Pearson Correlation Coefficient (PCC) is a statistic method of measuring linear correlation between two sets of data.

Definition

Say \(r_{xy}\) is representing a PCC between two variables, \(x\) and \(y\). Then, \(r_{xy}\) is defined as:

\[r_{xy} = \frac{\sum_{i=1}^{n}{(x_i - \bar{x})(y_i - \bar{y})}}{\sqrt{\sum_{i=1}^{n}{(x_i - \bar{x})^2}}\sqrt{\sum_{i=1}^{n}{(y_i - \bar{y})^2}}}\]

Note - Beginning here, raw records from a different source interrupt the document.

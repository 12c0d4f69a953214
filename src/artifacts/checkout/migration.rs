//! Checkout migration and conflict detection
//!
//! Switching branches materializes the target snapshot into the working
//! directory. The switch is planned in full before anything is touched:
//!
//! 1. Collect working files not tracked by the current head snapshot; any
//!    such file is in the way of the switch and aborts it.
//! 2. Plan deletions for paths tracked by the current head but absent from
//!    the target.
//! 3. Plan writes for every path in the target snapshot.
//!
//! The conflict pass runs to completion against the pre-switch state before
//! any file is deleted or written; a detected conflict leaves the working
//! directory untouched.

use crate::artifacts::errors::KitError;
use crate::artifacts::objects::object_id::ObjectId;
use crate::artifacts::objects::snapshot::Snapshot;
use std::path::{Path, PathBuf};

const UNTRACKED_CONFLICT_MESSAGE: &str =
    "There is an untracked file in the way; delete it, or add and commit it first.";

/// Macro for debug logging that is enabled with the debug_checkout feature flag
macro_rules! debug_log {
    ($($arg:tt)*) => {
        #[cfg(any(feature = "debug_checkout"))]
        {
            eprintln!($($arg)*);
        }
    };
}

/// Planned file system changes for one branch switch.
///
/// Construction performs the untracked-conflict pre-flight; a successfully
/// built migration is safe to apply.
#[derive(Debug)]
pub struct Migration {
    /// Paths tracked by the current head but not by the target
    deletes: Vec<PathBuf>,
    /// Every path of the target snapshot with its blob fingerprint
    writes: Vec<(PathBuf, ObjectId)>,
}

impl Migration {
    /// Plan the switch from `current` to `target`.
    ///
    /// `workspace_files` is the pre-switch working directory listing. Any
    /// working file the current head snapshot does not track is treated as
    /// in the way and fails the whole plan, so uncommitted content can never
    /// be clobbered by the switch.
    pub fn plan(
        workspace_files: &[PathBuf],
        current: &Snapshot,
        target: &Snapshot,
    ) -> anyhow::Result<Self> {
        let conflicts = workspace_files
            .iter()
            .filter(|path| !current.tracks(path))
            .collect::<Vec<_>>();

        if !conflicts.is_empty() {
            debug_log!("checkout blocked by untracked files: {:?}", conflicts);
            anyhow::bail!(KitError::Conflict(UNTRACKED_CONFLICT_MESSAGE.to_string()));
        }

        let deletes = current
            .paths()
            .filter(|path| !target.tracks(path))
            .cloned()
            .collect::<Vec<_>>();

        let writes = target
            .iter()
            .map(|(path, oid)| (path.clone(), oid.clone()))
            .collect::<Vec<_>>();

        debug_log!(
            "checkout plan: {} deletions, {} writes",
            deletes.len(),
            writes.len()
        );

        Ok(Migration { deletes, writes })
    }

    pub fn deletes(&self) -> impl Iterator<Item = &Path> {
        self.deletes.iter().map(PathBuf::as_path)
    }

    pub fn writes(&self) -> impl Iterator<Item = (&Path, &ObjectId)> {
        self.writes.iter().map(|(path, oid)| (path.as_path(), oid))
    }
}
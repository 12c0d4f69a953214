use crate::artifacts::errors::KitError;
use crate::artifacts::objects::blob::Blob;
use crate::artifacts::objects::commit::Commit;
use crate::artifacts::objects::object::{Object, ObjectBox, Unpackable};
use crate::artifacts::objects::object_id::ObjectId;
use crate::artifacts::objects::object_type::ObjectType;
use anyhow::Context;
use bytes::Bytes;
use fake::rand;
use std::io::{BufRead, Cursor, Read, Write};
use std::path::{Path, PathBuf};

/// Content-addressed object store under `.kit/objects`.
///
/// Objects are stored zlib-compressed, one file per fingerprint, keyed by
/// splitting the 40-hex id into a two-character directory prefix and a
/// 38-character entry name.
#[derive(Debug)]
pub struct Database {
    path: Box<Path>,
}

impl Database {
    pub fn new(path: Box<Path>) -> Self {
        Database { path }
    }

    pub fn objects_path(&self) -> &Path {
        &self.path
    }

    pub fn load(&self, object_id: &ObjectId) -> anyhow::Result<Bytes> {
        let object_path = self.path.join(object_id.to_path());

        self.read_object(object_path)
    }

    /// Persist an object, returning its fingerprint.
    ///
    /// Idempotent: when an object already exists at the computed address the
    /// call is a no-op, so identical content is stored exactly once.
    pub fn store(&self, object: impl Object) -> anyhow::Result<ObjectId> {
        let object_id = object.object_id()?;
        let object_path = self.path.join(object_id.to_path());

        if !object_path.exists() {
            std::fs::create_dir_all(
                object_path
                    .parent()
                    .context(format!("Invalid object path {}", object_path.display()))?,
            )
            .context(format!(
                "Unable to create object directory {}",
                object_path.display()
            ))?;

            self.write_object(object_path, object.serialize()?)?;
        }

        Ok(object_id)
    }

    pub fn exists(&self, object_id: &ObjectId) -> bool {
        self.path.join(object_id.to_path()).exists()
    }

    /// Remove the entry stored at the given fingerprint.
    ///
    /// The containing prefix directory is never removed. Deleting an absent
    /// entry is a no-op.
    pub fn delete(&self, object_id: &ObjectId) -> anyhow::Result<()> {
        let object_path = self.path.join(object_id.to_path());

        if object_path.exists() {
            std::fs::remove_file(&object_path).context(format!(
                "Unable to delete object file {}",
                object_path.display()
            ))?;
        }

        Ok(())
    }

    pub fn parse_object(&self, object_id: &ObjectId) -> anyhow::Result<ObjectBox> {
        let (object_type, object_reader) = self.parse_object_as_bytes(object_id)?;

        match object_type {
            ObjectType::Blob => Ok(ObjectBox::Blob(Box::new(Blob::deserialize(object_reader)?))),
            ObjectType::Commit => Ok(ObjectBox::Commit(Box::new(Commit::deserialize(
                object_reader,
            )?))),
        }
    }

    pub fn parse_object_as_blob(&self, object_id: &ObjectId) -> anyhow::Result<Blob> {
        let (object_type, object_reader) = self.parse_object_as_bytes(object_id)?;

        match object_type {
            ObjectType::Blob => Blob::deserialize(object_reader),
            _ => anyhow::bail!(KitError::Corrupt {
                oid: object_id.to_string(),
                reason: "expected a blob".to_string(),
            }),
        }
    }

    /// Parse the object at the given fingerprint as a commit.
    ///
    /// A missing object is NotFound; an object that resolves but cannot be
    /// decoded as a commit is surfaced as corruption, never treated as
    /// absent.
    pub fn parse_object_as_commit(&self, object_id: &ObjectId) -> anyhow::Result<Commit> {
        let (object_type, object_reader) = self.parse_object_as_bytes(object_id)?;

        match object_type {
            ObjectType::Commit => Commit::deserialize(object_reader).map_err(|err| {
                anyhow::Error::new(KitError::Corrupt {
                    oid: object_id.to_string(),
                    reason: err.to_string(),
                })
            }),
            _ => anyhow::bail!(KitError::Corrupt {
                oid: object_id.to_string(),
                reason: "expected a commit".to_string(),
            }),
        }
    }

    fn parse_object_as_bytes(
        &self,
        object_id: &ObjectId,
    ) -> anyhow::Result<(ObjectType, impl BufRead)> {
        let object_content = self.load(object_id)?;
        let mut object_reader = Cursor::new(object_content);

        let object_type = ObjectType::parse_object_type(&mut object_reader)?;

        Ok((object_type, object_reader))
    }

    fn read_object(&self, object_path: PathBuf) -> anyhow::Result<Bytes> {
        let object_content = std::fs::read(&object_path).context(format!(
            "Unable to read object file {}",
            object_path.display()
        ))?;

        let object_content = Self::decompress(object_content.into())?;

        Ok(object_content)
    }

    fn write_object(&self, object_path: PathBuf, object_content: Bytes) -> anyhow::Result<()> {
        let object_dir = object_path
            .parent()
            .context(format!("Invalid object path {}", object_path.display()))?;
        let temp_object_path = object_dir.join(Self::generate_temp_name());

        let object_content = Self::compress(object_content)?;

        let mut file = std::fs::OpenOptions::new()
            .read(true)
            .write(true)
            .create(true)
            .truncate(true)
            .open(&temp_object_path)
            .context(format!(
                "Unable to open object file {}",
                temp_object_path.display()
            ))?;

        file.write_all(&object_content).context(format!(
            "Unable to write object file {}",
            temp_object_path.display()
        ))?;

        // rename the temp file to the object file to make the write atomic
        std::fs::rename(&temp_object_path, &object_path).context(format!(
            "Unable to rename object file to {}",
            object_path.display()
        ))?;

        Ok(())
    }

    fn compress(data: Bytes) -> anyhow::Result<Bytes> {
        let mut encoder =
            flate2::write::ZlibEncoder::new(Vec::new(), flate2::Compression::default());
        encoder
            .write_all(&data)
            .context("Unable to compress object content")?;

        encoder
            .finish()
            .map(|compressed_content| compressed_content.into())
            .context("Unable to finish compressing object content")
    }

    fn decompress(data: Bytes) -> anyhow::Result<Bytes> {
        let mut decoder = flate2::read::ZlibDecoder::new(&*data);
        let mut decompressed_content = Vec::new();
        decoder
            .read_to_end(&mut decompressed_content)
            .context("Unable to decompress object content")?;

        Ok(decompressed_content.into())
    }

    fn generate_temp_name() -> String {
        format!("tmp-obj-{}", rand::random::<u32>())
    }

    /// Find all objects whose fingerprint starts with the given prefix.
    ///
    /// Used to resolve abbreviated commit ids. Prefixes shorter than the
    /// two-character directory split are never resolved.
    pub fn find_objects_by_prefix(&self, prefix: &str) -> anyhow::Result<Vec<ObjectId>> {
        let mut matches = Vec::new();

        if prefix.len() < 2 {
            return Ok(matches);
        }

        let dir_name = &prefix[..2];
        let file_prefix = &prefix[2..];
        let dir_path = self.path.join(dir_name);

        if dir_path.exists() && dir_path.is_dir() {
            for entry in std::fs::read_dir(&dir_path)? {
                let entry = entry?;
                let file_name = entry.file_name();
                let file_name_str = file_name.to_string_lossy();

                if file_name_str.starts_with(file_prefix) {
                    let full_oid = format!("{}{}", dir_name, file_name_str);
                    if let Ok(oid) = ObjectId::try_parse(full_oid) {
                        matches.push(oid);
                    }
                }
            }
        }

        Ok(matches)
    }
}
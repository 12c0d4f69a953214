//! Shared utilities

use derive_new::new;
use minus::Pager;
use std::io::{self, Write};

/// Wrapper that implements `Write` for the minus pager
///
/// The minus pager doesn't implement `std::io::Write` directly, so this
/// wrapper adapts it to be compatible with Rust's standard I/O traits,
/// letting commands with long output treat the pager as a drop-in
/// replacement for stdout.
#[derive(new)]
pub struct PagerWriter {
    pager: Pager,
}

impl PagerWriter {
    pub fn pager(&self) -> &Pager {
        &self.pager
    }
}

impl Write for PagerWriter {
    fn write(&mut self, buf: &[u8]) -> io::Result<usize> {
        let s =
            std::str::from_utf8(buf).map_err(|e| io::Error::new(io::ErrorKind::InvalidData, e))?;
        self.pager.push_str(s).map_err(io::Error::other)?;
        Ok(buf.len())
    }

    fn flush(&mut self) -> io::Result<()> {
        Ok(())
    }
}
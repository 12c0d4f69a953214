pub mod branch_name;

pub const INVALID_BRANCH_NAME_REGEX: &str =
    r"^\.|\/\.|\.\.|^\/|\/$|\.lock$|@\{|[\x00-\x20\*:\?\[\\~\^\x7f]";

/// Name of the branch created at repository initialization.
pub const DEFAULT_BRANCH: &str = "master";
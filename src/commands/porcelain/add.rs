use crate::areas::repository::Repository;
use crate::artifacts::errors::KitError;
use crate::artifacts::objects::blob::Blob;
use crate::artifacts::objects::object::Object;
use std::path::PathBuf;

impl Repository {
    /// Stage a working file for addition.
    ///
    /// Staging is decided purely by content-fingerprint equality, never by
    /// timestamps: a file edited and edited back to its committed content
    /// must not appear staged, and un-stages itself if it was.
    pub async fn add(&mut self, path: &str) -> anyhow::Result<()> {
        self.ensure_initialized()?;

        let path = PathBuf::from(path);
        if !self.workspace().exists(&path) {
            anyhow::bail!(KitError::UserInput("File does not exist.".to_string()));
        }

        let index = self.index();
        let mut index = index.lock().await;
        index.rehydrate()?;

        let data = self.workspace().read_file(&path)?;
        let blob = Blob::new(data);
        let blob_oid = blob.object_id()?;

        let (_, head) = self.head_commit()?;

        // adding a file staged for removal cancels the pending removal
        index.unmark_removal(&path);

        if head.snapshot().oid(&path) == Some(&blob_oid) {
            if let Some(previous) = index.unstage(&path) {
                self.release_staged_blob(&previous, &index)?;
            }

            index.write_updates()?;
            return Ok(());
        }

        if let Some(previous) = index.staged_oid(&path).cloned()
            && previous != blob_oid
        {
            index.unstage(&path);
            self.release_staged_blob(&previous, &index)?;
        }

        self.database().store(blob)?;
        index.stage(path, blob_oid);

        index.write_updates()?;

        Ok(())
    }
}
//! Object identifier (SHA-1 fingerprint)
//!
//! Object ids are 40-character hexadecimal strings computed over an object's
//! serialized bytes. They are the sole identity and storage key for blobs and
//! commits.
//!
//! ## Storage
//!
//! Objects are stored in `.kit/objects/<first-2-chars>/<remaining-38-chars>`,
//! splitting the fingerprint so no single directory fans out over the whole
//! object population.

use crate::artifacts::objects::{OBJECT_ID_LENGTH, OBJECT_ID_RAW_LENGTH};
use std::io;
use std::path::PathBuf;

/// The reserved parent fingerprint of the root commit.
pub const ZERO_OID: &str = "0000000000000000000000000000000000000000";

/// Object identifier (SHA-1 fingerprint)
///
/// A 40-character hexadecimal string that uniquely identifies a stored object.
#[derive(Debug, Clone, PartialEq, Eq, Hash, Default, PartialOrd, Ord)]
pub struct ObjectId(String);

impl ObjectId {
    /// Parse and validate an object id from a string.
    ///
    /// Fails on anything that is not exactly 40 hexadecimal characters.
    pub fn try_parse(id: String) -> anyhow::Result<Self> {
        if id.len() != OBJECT_ID_LENGTH {
            return Err(anyhow::anyhow!("Invalid object ID length: {}", id.len()));
        }
        if !id.chars().all(|c| c.is_ascii_hexdigit()) {
            return Err(anyhow::anyhow!("Invalid object ID characters: {}", id));
        }
        Ok(Self(id))
    }

    /// The reserved sentinel marking the parent of the root commit.
    pub fn zero() -> Self {
        Self(ZERO_OID.to_string())
    }

    /// Whether this id is the root-parent sentinel.
    pub fn is_zero(&self) -> bool {
        self.0 == ZERO_OID
    }

    /// Write the object id in binary format (20 bytes).
    ///
    /// Used when serializing index entries.
    pub fn write_binary_to<W: io::Write>(&self, writer: &mut W) -> anyhow::Result<()> {
        // Process a nibble pair at a time
        for i in (0..OBJECT_ID_LENGTH).step_by(2) {
            let byte = u8::from_str_radix(&self.0[i..i + 2], 16)
                .map_err(|_| io::Error::new(io::ErrorKind::InvalidInput, "Invalid hex digit"))?;
            writer.write_all(&[byte])?;
        }

        Ok(())
    }

    /// Read an object id from binary format (20 bytes).
    pub fn read_binary_from<R: io::Read + ?Sized>(reader: &mut R) -> anyhow::Result<Self> {
        let mut raw = [0u8; OBJECT_ID_RAW_LENGTH];
        reader.read_exact(&mut raw)?;

        let mut hex40 = String::with_capacity(OBJECT_ID_LENGTH);
        for byte in raw {
            hex40.push_str(&format!("{:02x}", byte));
        }

        Self::try_parse(hex40)
    }

    /// Convert to the file system path used for object storage.
    ///
    /// Splits the hash as `XX/YYYYYY...` where XX is the first 2 chars.
    pub fn to_path(&self) -> PathBuf {
        let (dir, file) = self.0.split_at(2);
        PathBuf::from(dir).join(file)
    }

    /// Abbreviated form: the first 7 characters of the fingerprint.
    pub fn to_short_oid(&self) -> String {
        self.0.split_at(7).0.to_string()
    }
}

impl AsRef<str> for ObjectId {
    fn as_ref(&self) -> &str {
        &self.0
    }
}

impl std::fmt::Display for ObjectId {
    fn fmt(&self, f: &mut std::fmt::Formatter<'_>) -> std::fmt::Result {
        write!(f, "{}", self.0)
    }
}
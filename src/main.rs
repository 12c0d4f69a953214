use anyhow::Result;
use clap::{Parser, Subcommand};
use kit::areas::repository::Repository;
use kit::artifacts::errors::KitError;

#[derive(Parser)]
#[command(
    name = "kit",
    version = "0.1.0",
    about = "A tiny local version-control system",
    long_about = "kit is a local, single-user version-control system: a \
    content-addressed object store, a commit history chain, a staging index, \
    and named branch pointers. It is a learning project, not a git replacement.",
    help_template = r"
{name} {version} - {about}

USAGE:
    {usage}

OPTIONS:
    {all-args}
",
)]
struct Cli {
    #[command(subcommand)]
    command: Commands,
}

#[derive(Subcommand)]
enum Commands {
    #[command(
        name = "init",
        about = "Initialize a new repository",
        long_about = "This command initializes a new repository in the current directory or at the specified path."
    )]
    Init {
        #[arg(index = 1, help = "The path to the repository")]
        path: Option<String>,
    },
    #[command(name = "add", about = "Stage a file for addition")]
    Add {
        #[arg(index = 1, help = "The file to stage")]
        path: String,
    },
    #[command(
        name = "rm",
        about = "Un-stage a file or stage it for removal",
        long_about = "Un-stages a pending addition; a file tracked by the head commit is \
        staged for removal and deleted from the working directory."
    )]
    Rm {
        #[arg(index = 1, help = "The file to remove")]
        path: String,
    },
    #[command(name = "commit", about = "Record the staged snapshot as a new commit")]
    Commit {
        #[arg(index = 1, help = "The commit message")]
        message: String,
    },
    #[command(name = "branch", about = "Create a new branch at the current head commit")]
    Branch {
        #[arg(index = 1, help = "The branch name")]
        name: String,
    },
    #[command(name = "rm-branch", about = "Delete a branch pointer")]
    RmBranch {
        #[arg(index = 1, help = "The branch name")]
        name: String,
    },
    #[command(
        name = "checkout",
        about = "Switch branches or restore files",
        long_about = "Three forms: `checkout <branch>` switches branches, \
        `checkout -- <file>` restores a file from the head commit, and \
        `checkout <commit> -- <file>` restores a file from the given commit."
    )]
    Checkout {
        #[arg(index = 1, help = "Branch name or commit id")]
        target: Option<String>,
        #[arg(index = 2, last = true, help = "File to restore")]
        path: Option<String>,
    },
    #[command(name = "log", about = "Show the history of the active branch")]
    Log,
    #[command(name = "status", about = "Show branches and staging state")]
    Status,
    #[command(
        name = "cat-file",
        about = "Print the content of an object",
        long_about = "This command pretty-prints an object stored in the repository. \
        It requires the id of the object to be specified."
    )]
    CatFile {
        #[arg(short = 'p', long, help = "The object id to print")]
        sha: String,
    },
}

#[tokio::main]
async fn main() {
    let cli = Cli::parse();

    // every failure path prints its specific diagnostic and exits non-zero
    if let Err(err) = run(&cli).await {
        eprintln!("{err}");
        std::process::exit(1);
    }
}

async fn run(cli: &Cli) -> Result<()> {
    match &cli.command {
        Commands::Init { path } => {
            let mut repository = match path {
                Some(path) => Repository::new(path, Box::new(std::io::stdout()))?,
                None => open_repository()?,
            };

            repository.init().await?
        }
        Commands::Add { path } => open_repository()?.add(path).await?,
        Commands::Rm { path } => open_repository()?.rm(path).await?,
        Commands::Commit { message } => open_repository()?.commit(message).await?,
        Commands::Branch { name } => open_repository()?.branch(name).await?,
        Commands::RmBranch { name } => open_repository()?.rm_branch(name).await?,
        Commands::Checkout { target, path } => {
            let mut repository = open_repository()?;

            match (target, path) {
                (None, Some(path)) => repository.checkout_file(path).await?,
                (Some(commit_id), Some(path)) => {
                    repository.checkout_file_from(commit_id, path).await?
                }
                (Some(branch_name), None) => repository.checkout_branch(branch_name).await?,
                (None, None) => {
                    anyhow::bail!(KitError::UserInput("Incorrect operands.".to_string()))
                }
            }
        }
        Commands::Log => open_repository()?.log().await?,
        Commands::Status => open_repository()?.status().await?,
        Commands::CatFile { sha } => open_repository()?.cat_file(sha)?,
    }

    Ok(())
}

fn open_repository() -> Result<Repository> {
    let pwd = std::env::current_dir()?;
    Repository::new(&pwd.to_string_lossy(), Box::new(std::io::stdout()))
}
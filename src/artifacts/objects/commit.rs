//! Commit object
//!
//! A commit records one snapshot of the tracked files together with its
//! history metadata. Identity is the SHA-1 fingerprint of the serialized
//! record, so the same (message, author, timestamp, parent, snapshot) tuple
//! always reproduces the same commit id.
//!
//! ## Format
//!
//! On disk:
//! ```text
//! commit <size>\0
//! parent <parent-sha>
//! author <name>
//! timestamp <formatted date>
//! track <blob-sha> <path>     (one line per tracked path, sorted)
//!
//! <commit message>
//! ```
//!
//! The chain's root is a synthetic commit with an empty snapshot, the
//! all-zero parent sentinel, and a fixed epoch timestamp; it is built by
//! [`Commit::root`] and never by overlaying staged content.

use crate::artifacts::objects::object::Unpackable;
use crate::artifacts::objects::object::{Object, Packable};
use crate::artifacts::objects::object_id::ObjectId;
use crate::artifacts::objects::object_type::ObjectType;
use crate::artifacts::objects::snapshot::Snapshot;
use crate::artifacts::objects::OBJECT_ID_LENGTH;
use anyhow::Context;
use bytes::Bytes;
use chrono::{DateTime, FixedOffset};
use std::collections::{BTreeMap, BTreeSet};
use std::io::{BufRead, Write};
use std::path::PathBuf;

/// Author recorded when no author is configured in the environment.
pub const DEFAULT_AUTHOR: &str = "anonymous";

/// Message of the synthetic root commit.
const ROOT_MESSAGE: &str = "initial commit";

/// All commit timestamps are rendered in this fixed offset, west of UTC.
const TIMEZONE_OFFSET_SECS: i32 = 8 * 3600;

const DISPLAY_TIMESTAMP_FORMAT: &str = "%a %b %-d %H:%M:%S %Y %z";
const PARSE_TIMESTAMP_FORMAT: &str = "%a %b %d %H:%M:%S %Y %z";

/// The fixed timezone commit timestamps are formatted in (-08:00).
pub fn fixed_timezone() -> anyhow::Result<FixedOffset> {
    FixedOffset::west_opt(TIMEZONE_OFFSET_SECS).context("invalid commit timezone offset")
}

/// Current wall-clock time in the fixed commit timezone.
pub fn timestamp_now() -> anyhow::Result<DateTime<FixedOffset>> {
    Ok(chrono::Utc::now().with_timezone(&fixed_timezone()?))
}

/// The Unix epoch in the fixed commit timezone; timestamp of the root commit.
pub fn epoch_timestamp() -> anyhow::Result<DateTime<FixedOffset>> {
    let epoch = DateTime::from_timestamp(0, 0).context("invalid epoch timestamp")?;
    Ok(epoch.with_timezone(&fixed_timezone()?))
}

/// Immutable snapshot record forming one link of the history chain.
#[derive(Debug, Clone, PartialEq, Eq)]
pub struct Commit {
    /// Fingerprint of the parent commit, or the all-zero sentinel for the root
    parent: ObjectId,
    /// Author name
    author: String,
    /// Commit timestamp in the fixed repository timezone
    timestamp: DateTime<FixedOffset>,
    /// Full mapping of tracked paths to blob fingerprints
    snapshot: Snapshot,
    /// Commit message
    message: String,
}

impl Commit {
    /// Build the synthetic root commit.
    ///
    /// The root carries an empty snapshot and the reserved parent sentinel;
    /// staged content is never layered onto it.
    pub fn root() -> anyhow::Result<Self> {
        Ok(Commit {
            parent: ObjectId::zero(),
            author: DEFAULT_AUTHOR.to_string(),
            timestamp: epoch_timestamp()?,
            snapshot: Snapshot::empty(),
            message: ROOT_MESSAGE.to_string(),
        })
    }

    /// Build a child commit from its parent's snapshot and the staged state.
    ///
    /// The snapshot is the parent's with `additions` overlaid and `removals`
    /// deleted; nothing is written to storage here.
    pub fn build(
        parent: ObjectId,
        parent_snapshot: &Snapshot,
        additions: &BTreeMap<PathBuf, ObjectId>,
        removals: &BTreeSet<PathBuf>,
        author: String,
        timestamp: DateTime<FixedOffset>,
        message: String,
    ) -> Self {
        Commit {
            parent,
            author,
            timestamp,
            snapshot: parent_snapshot.overlay(additions, removals),
            message,
        }
    }

    pub fn parent(&self) -> &ObjectId {
        &self.parent
    }

    pub fn is_root(&self) -> bool {
        self.parent.is_zero()
    }

    pub fn author(&self) -> &str {
        &self.author
    }

    pub fn timestamp(&self) -> DateTime<FixedOffset> {
        self.timestamp
    }

    pub fn snapshot(&self) -> &Snapshot {
        &self.snapshot
    }

    pub fn message(&self) -> &str {
        &self.message
    }

    /// First line of the commit message, for short-form display.
    pub fn short_message(&self) -> String {
        self.message.lines().next().unwrap_or("").to_string()
    }

    /// Timestamp in human-readable form, e.g. "Wed Dec 31 16:00:00 1969 -0800".
    pub fn readable_timestamp(&self) -> String {
        self.timestamp.format(DISPLAY_TIMESTAMP_FORMAT).to_string()
    }
}

impl Packable for Commit {
    fn serialize(&self) -> anyhow::Result<Bytes> {
        let mut object_content = vec![];

        object_content.push(format!("parent {}", self.parent.as_ref()));
        object_content.push(format!("author {}", self.author));
        object_content.push(format!("timestamp {}", self.readable_timestamp()));
        for (path, oid) in self.snapshot.iter() {
            object_content.push(format!("track {} {}", oid.as_ref(), path.display()));
        }
        object_content.push(String::new());
        object_content.push(self.message.to_string());

        let object_content = object_content.join("\n");

        let mut content_bytes = Vec::new();
        content_bytes.write_all(object_content.as_bytes())?;

        let mut commit_bytes = Vec::new();
        let header = format!("{} {}\0", self.object_type().as_str(), content_bytes.len());
        commit_bytes.write_all(header.as_bytes())?;
        commit_bytes.write_all(&content_bytes)?;

        Ok(Bytes::from(commit_bytes))
    }
}

impl Unpackable for Commit {
    fn deserialize(reader: impl BufRead) -> anyhow::Result<Self> {
        let content = reader
            .bytes()
            .collect::<Result<Vec<u8>, std::io::Error>>()?;

        let content = String::from_utf8(content)?;
        let mut lines = content.lines();

        let parent_line = lines
            .next()
            .context("Invalid commit object: missing parent line")?;
        let parent = parent_line
            .strip_prefix("parent ")
            .context("Invalid commit object: invalid parent line")?;
        let parent = ObjectId::try_parse(parent.to_string())?;

        let author_line = lines
            .next()
            .context("Invalid commit object: missing author line")?;
        let author = author_line
            .strip_prefix("author ")
            .context("Invalid commit object: invalid author line")?
            .to_string();

        let timestamp_line = lines
            .next()
            .context("Invalid commit object: missing timestamp line")?;
        let timestamp = timestamp_line
            .strip_prefix("timestamp ")
            .context("Invalid commit object: invalid timestamp line")?;
        let timestamp = DateTime::parse_from_str(timestamp, PARSE_TIMESTAMP_FORMAT)
            .context("Invalid commit object: unparseable timestamp")?;

        // 0+ track lines up to the blank separator; paths may contain spaces,
        // so split after the fixed-width fingerprint
        let mut snapshot = Snapshot::empty();
        for line in lines.by_ref() {
            if line.is_empty() {
                break;
            }

            let entry = line
                .strip_prefix("track ")
                .context("Invalid commit object: invalid track line")?;
            if entry.len() < OBJECT_ID_LENGTH + 2 {
                anyhow::bail!("Invalid commit object: truncated track line");
            }
            let (oid, path) = entry.split_at(OBJECT_ID_LENGTH);
            let oid = ObjectId::try_parse(oid.to_string())?;
            snapshot.insert(PathBuf::from(&path[1..]), oid);
        }

        let message = lines.collect::<Vec<&str>>().join("\n");

        Ok(Commit {
            parent,
            author,
            timestamp,
            snapshot,
            message,
        })
    }
}

impl Object for Commit {
    fn object_type(&self) -> ObjectType {
        ObjectType::Commit
    }

    fn display(&self) -> String {
        let mut lines = vec![];

        lines.push(format!("parent {}", self.parent.as_ref()));
        lines.push(format!("author {}", self.author));
        lines.push(format!("timestamp {}", self.readable_timestamp()));
        for (path, oid) in self.snapshot.iter() {
            lines.push(format!("track {} {}", oid.as_ref(), path.display()));
        }
        lines.push(String::new());
        lines.push(self.message.to_string());

        lines.join("\n")
    }
}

where $n$ is sample size, \(x_i, y_i\) are the samples with the index number of \(i\), \(\bar{x}\) is the sample mean and analogously for \(\bar{y}\). The \(r_{xy}\) is in the range of \([-1, 1]\). As the value gets closer to 1, it represents a strong linear correlation. And conversely when it gets near to -1, it means the two are inversely proportional. Finally, if it is 0, then there is no correlation.

The above equation can also be expressed as follows:

\[r_{xy} = \frac{cov(x, y)}{\sigma_x \sigma_y}\]

where \(cov\) is covariance, and \(\sigma\) is standard deviation.